### DATA FOR THE TASK
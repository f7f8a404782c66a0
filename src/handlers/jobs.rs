use crate::{
    AppState,
    auth::AuthUser,
    error::ApiError,
    models::{
        CreateJobRequest, Job, JobApplication, JobApplicationRequest,
        UpdateApplicationStatusRequest,
    },
    policy::{self, Capability},
};
use axum::{
    Json,
    extract::{Path, State},
    http::StatusCode,
};
use uuid::Uuid;

fn validate_job(payload: &CreateJobRequest) -> Result<(), ApiError> {
    let all_present = [
        &payload.title,
        &payload.description,
        &payload.requirements,
        &payload.location,
        &payload.company,
        &payload.posted_by,
    ]
    .iter()
    .all(|field| !field.trim().is_empty());

    if all_present {
        Ok(())
    } else {
        Err(ApiError::validation(
            "All fields (title, description, requirements, location, company, posted_by) are required",
        ))
    }
}

/// list_jobs
///
/// [Public Route] The job board, newest first.
#[utoipa::path(
    get,
    path = "/jobs",
    responses((status = 200, description = "Jobs", body = [Job]))
)]
pub async fn list_jobs(State(state): State<AppState>) -> Json<Vec<Job>> {
    Json(state.repo.list_jobs().await)
}

/// create_job
///
/// [Admin Route] Adds a posting; every field is required.
#[utoipa::path(
    post,
    path = "/admin/jobs",
    request_body = CreateJobRequest,
    responses(
        (status = 201, description = "Created", body = Job),
        (status = 400, description = "Missing fields")
    )
)]
pub async fn create_job(
    auth: AuthUser,
    State(state): State<AppState>,
    Json(payload): Json<CreateJobRequest>,
) -> Result<(StatusCode, Json<Job>), ApiError> {
    policy::require(&auth, Capability::Admin)?;
    validate_job(&payload)?;

    let job = state
        .repo
        .create_job(payload)
        .await
        .ok_or_else(|| ApiError::internal("Failed to create job"))?;

    Ok((StatusCode::CREATED, Json(job)))
}

/// update_job
///
/// [Admin Route] Replaces a posting's fields; all of them are required.
#[utoipa::path(
    put,
    path = "/admin/jobs/{id}",
    params(("id" = Uuid, Path, description = "Job ID")),
    request_body = CreateJobRequest,
    responses(
        (status = 200, description = "Updated", body = Job),
        (status = 404, description = "Job not found")
    )
)]
pub async fn update_job(
    auth: AuthUser,
    State(state): State<AppState>,
    Path(id): Path<Uuid>,
    Json(payload): Json<CreateJobRequest>,
) -> Result<Json<Job>, ApiError> {
    policy::require(&auth, Capability::Admin)?;
    validate_job(&payload)?;

    let job = state
        .repo
        .update_job(id, payload)
        .await
        .ok_or_else(|| ApiError::not_found("Job not found."))?;

    Ok(Json(job))
}

/// delete_job
///
/// [Admin Route] Removes a posting.
#[utoipa::path(
    delete,
    path = "/admin/jobs/{id}",
    params(("id" = Uuid, Path, description = "Job ID")),
    responses(
        (status = 204, description = "Deleted"),
        (status = 404, description = "Job not found")
    )
)]
pub async fn delete_job(
    auth: AuthUser,
    State(state): State<AppState>,
    Path(id): Path<Uuid>,
) -> Result<StatusCode, ApiError> {
    policy::require(&auth, Capability::Admin)?;

    if state.repo.delete_job(id).await {
        Ok(StatusCode::NO_CONTENT)
    } else {
        Err(ApiError::not_found("Job not found."))
    }
}

/// apply_for_job
///
/// [Authenticated Route] Submits an application. The resume is either an
/// external link or the object key of a file uploaded through the
/// presigned pipeline; one of the two must be present. New applications
/// start `Pending`.
#[utoipa::path(
    post,
    path = "/jobs/{id}/apply",
    params(("id" = Uuid, Path, description = "Job ID")),
    request_body = JobApplicationRequest,
    responses(
        (status = 201, description = "Application submitted", body = JobApplication),
        (status = 400, description = "Missing fields")
    )
)]
pub async fn apply_for_job(
    _auth: AuthUser,
    State(state): State<AppState>,
    Path(job_id): Path<Uuid>,
    Json(payload): Json<JobApplicationRequest>,
) -> Result<(StatusCode, Json<JobApplication>), ApiError> {
    let resume_link = payload
        .resume
        .map(|link| link.trim().to_string())
        .unwrap_or_default();
    // An uploaded file takes precedence over a link.
    let resume = payload.resume_key.filter(|key| !key.is_empty()).unwrap_or(resume_link);

    if payload.applicant_name.trim().is_empty()
        || payload.applicant_email.trim().is_empty()
        || resume.is_empty()
    {
        return Err(ApiError::validation(
            "Applicant name, email, and either a resume link or an uploaded resume file are required.",
        ));
    }

    let application = state
        .repo
        .create_application(job_id, payload.applicant_name, payload.applicant_email, resume)
        .await
        .ok_or_else(|| ApiError::internal("Failed to submit application"))?;

    Ok((StatusCode::CREATED, Json(application)))
}

/// list_applications
///
/// [Admin Route] Every application, enriched with the job title.
#[utoipa::path(
    get,
    path = "/admin/applications",
    responses((status = 200, description = "Applications", body = [JobApplication]))
)]
pub async fn list_applications(
    auth: AuthUser,
    State(state): State<AppState>,
) -> Result<Json<Vec<JobApplication>>, ApiError> {
    policy::require(&auth, Capability::Admin)?;
    Ok(Json(state.repo.list_applications().await))
}

/// update_application_status
///
/// [Admin Route] Sets an application's status (`Pending`/`Approved`/
/// `Rejected`).
#[utoipa::path(
    put,
    path = "/admin/applications/{id}",
    params(("id" = Uuid, Path, description = "Application ID")),
    request_body = UpdateApplicationStatusRequest,
    responses(
        (status = 200, description = "Updated", body = JobApplication),
        (status = 404, description = "Application not found")
    )
)]
pub async fn update_application_status(
    auth: AuthUser,
    State(state): State<AppState>,
    Path(id): Path<Uuid>,
    Json(payload): Json<UpdateApplicationStatusRequest>,
) -> Result<Json<JobApplication>, ApiError> {
    policy::require(&auth, Capability::Admin)?;

    let application = state
        .repo
        .set_application_status(id, payload.status)
        .await
        .ok_or_else(|| ApiError::not_found("Application not found."))?;

    Ok(Json(application))
}

/// delete_application
///
/// [Admin Route] Removes an application record.
#[utoipa::path(
    delete,
    path = "/admin/applications/{id}",
    params(("id" = Uuid, Path, description = "Application ID")),
    responses(
        (status = 204, description = "Deleted"),
        (status = 404, description = "Application not found")
    )
)]
pub async fn delete_application(
    auth: AuthUser,
    State(state): State<AppState>,
    Path(id): Path<Uuid>,
) -> Result<StatusCode, ApiError> {
    policy::require(&auth, Capability::Admin)?;

    if state.repo.delete_application(id).await {
        Ok(StatusCode::NO_CONTENT)
    } else {
        Err(ApiError::not_found("Application not found."))
    }
}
######
#### WHAT IS EXPECTED:
Produce a word-for-word copy of all the entries above.

#### YOUR RESPONSE:
repository f7f8a404782c66a0
filename src/handlers/jobs.rs
use crate::{
    AppState,
    auth::AuthUser,
    error::ApiError,
    models::{
        CreateJobRequest, Job, JobApplication, JobApplicationRequest,
        UpdateApplicationStatusRequest,
    },
    policy::{self, Capability},
};
use axum::{
    Json,
    extract::{Path, State},
    http::StatusCode,
};
use uuid::Uuid;

fn validate_job(payload: &CreateJobRequest) -> Result<(), ApiError> {
    let all_present = [
        &payload.title,
        &payload.description,
        &payload.requirements,
        &payload.location,
        &payload.company,
        &payload.posted_by,
    ]
    .iter()
    .all(|field| !field.trim().is_empty());

    if all_present {
        Ok(())
    } else {
        Err(ApiError::validation(
            "All fields (title, description, requirements, location, company, posted_by) are required",
        ))
    }
}

/// list_jobs
///
/// [Public Route] The job board, newest first.
#[utoipa::path(
    get,
    path = "/jobs",
    responses((status = 200, description = "Jobs", body = [Job]))
)]
pub async fn list_jobs(State(state): State<AppState>) -> Json<Vec<Job>> {
    Json(state.repo.list_jobs().await)
}

/// create_job
///
/// [Admin Route] Adds a posting; every field is required.
#[utoipa::path(
    post,
    path = "/admin/jobs",
    request_body = CreateJobRequest,
    responses(
        (status = 201, description = "Created", body = Job),
        (status = 400, description = "Missing fields")
    )
)]
pub async fn create_job(
    auth: AuthUser,
    State(state): State<AppState>,
    Json(payload): Json<CreateJobRequest>,
) -> Result<(StatusCode, Json<Job>), ApiError> {
    policy::require(&auth, Capability::Admin)?;
    validate_job(&payload)?;

    let job = state
        .repo
        .create_job(payload)
        .await
        .ok_or_else(|| ApiError::internal("Failed to create job"))?;

    Ok((StatusCode::CREATED, Json(job)))
}

/// update_job
///
/// [Admin Route] Replaces a posting's fields; all of them are required.
#[utoipa::path(
    put,
    path = "/admin/jobs/{id}",
    params(("id" = Uuid, Path, description = "Job ID")),
    request_body = CreateJobRequest,
    responses(
        (status = 200, description = "Updated", body = Job),
        (status = 404, description = "Job not found")
    )
)]
pub async fn update_job(
    auth: AuthUser,
    State(state): State<AppState>,
    Path(id): Path<Uuid>,
    Json(payload): Json<CreateJobRequest>,
) -> Result<Json<Job>, ApiError> {
    policy::require(&auth, Capability::Admin)?;
    validate_job(&payload)?;

    let job = state
        .repo
        .update_job(id, payload)
        .await
        .ok_or_else(|| ApiError::not_found("Job not found."))?;

    Ok(Json(job))
}

/// delete_job
///
/// [Admin Route] Removes a posting.
#[utoipa::path(
    delete,
    path = "/admin/jobs/{id}",
    params(("id" = Uuid, Path, description = "Job ID")),
    responses(
        (status = 204, description = "Deleted"),
        (status = 404, description = "Job not found")
    )
)]
pub async fn delete_job(
    auth: AuthUser,
    State(state): State<AppState>,
    Path(id): Path<Uuid>,
) -> Result<StatusCode, ApiError> {
    policy::require(&auth, Capability::Admin)?;

    if state.repo.delete_job(id).await {
        Ok(StatusCode::NO_CONTENT)
    } else {
        Err(ApiError::not_found("Job not found."))
    }
}

/// apply_for_job
///
/// [Authenticated Route] Submits an application. The resume is either an
/// external link or the object key of a file uploaded through the
/// presigned pipeline; one of the two must be present. New applications
/// start `Pending`.
#[utoipa::path(
    post,
    path = "/jobs/{id}/apply",
    params(("id" = Uuid, Path, description = "Job ID")),
    request_body = JobApplicationRequest,
    responses(
        (status = 201, description = "Application submitted", body = JobApplication),
        (status = 400, description = "Missing fields")
    )
)]
pub async fn apply_for_job(
    _auth: AuthUser,
    State(state): State<AppState>,
    Path(job_id): Path<Uuid>,
    Json(payload): Json<JobApplicationRequest>,
) -> Result<(StatusCode, Json<JobApplication>), ApiError> {
    let resume_link = payload
        .resume
        .map(|link| link.trim().to_string())
        .unwrap_or_default();
    // An uploaded file takes precedence over a link.
    let resume = payload.resume_key.filter(|key| !key.is_empty()).unwrap_or(resume_link);

    if payload.applicant_name.trim().is_empty()
        || payload.applicant_email.trim().is_empty()
        || resume.is_empty()
    {
        return Err(ApiError::validation(
            "Applicant name, email, and either a resume link or an uploaded resume file are required.",
        ));
    }

    let application = state
        .repo
        .create_application(job_id, payload.applicant_name, payload.applicant_email, resume)
        .await
        .ok_or_else(|| ApiError::internal("Failed to submit application"))?;

    Ok((StatusCode::CREATED, Json(application)))
}

/// list_applications
///
/// [Admin Route] Every application, enriched with the job title.
#[utoipa::path(
    get,
    path = "/admin/applications",
    responses((status = 200, description = "Applications", body = [JobApplication]))
)]
pub async fn list_applications(
    auth: AuthUser,
    State(state): State<AppState>,
) -> Result<Json<Vec<JobApplication>>, ApiError> {
    policy::require(&auth, Capability::Admin)?;
    Ok(Json(state.repo.list_applications().await))
}

/// update_application_status
///
/// [Admin Route] Sets an application's status (`Pending`/`Approved`/
/// `Rejected`).
#[utoipa::path(
    put,
    path = "/admin/applications/{id}",
    params(("id" = Uuid, Path, description = "Application ID")),
    request_body = UpdateApplicationStatusRequest,
    responses(
        (status = 200, description = "Updated", body = JobApplication),
        (status = 404, description = "Application not found")
    )
)]
pub async fn update_application_status(
    auth: AuthUser,
    State(state): State<AppState>,
    Path(id): Path<Uuid>,
    Json(payload): Json<UpdateApplicationStatusRequest>,
) -> Result<Json<JobApplication>, ApiError> {
    policy::require(&auth, Capability::Admin)?;

    let application = state
        .repo
        .set_application_status(id, payload.status)
        .await
        .ok_or_else(|| ApiError::not_found("Application not found."))?;

    Ok(Json(application))
}

/// delete_application
///
/// [Admin Route] Removes an application record.
#[utoipa::path(
    delete,
    path = "/admin/applications/{id}",
    params(("id" = Uuid, Path, description = "Application ID")),
    responses(
        (status = 204, description = "Deleted"),
        (status = 404, description = "Application not found")
    )
)]
pub async fn delete_application(
    auth: AuthUser,
    State(state): State<AppState>,
    Path(id): Path<Uuid>,
) -> Result<StatusCode, ApiError> {
    policy::require(&auth, Capability::Admin)?;

    if state.repo.delete_application(id).await {
        Ok(StatusCode::NO_CONTENT)
    } else {
        Err(ApiError::not_found("Application not found."))
    }
}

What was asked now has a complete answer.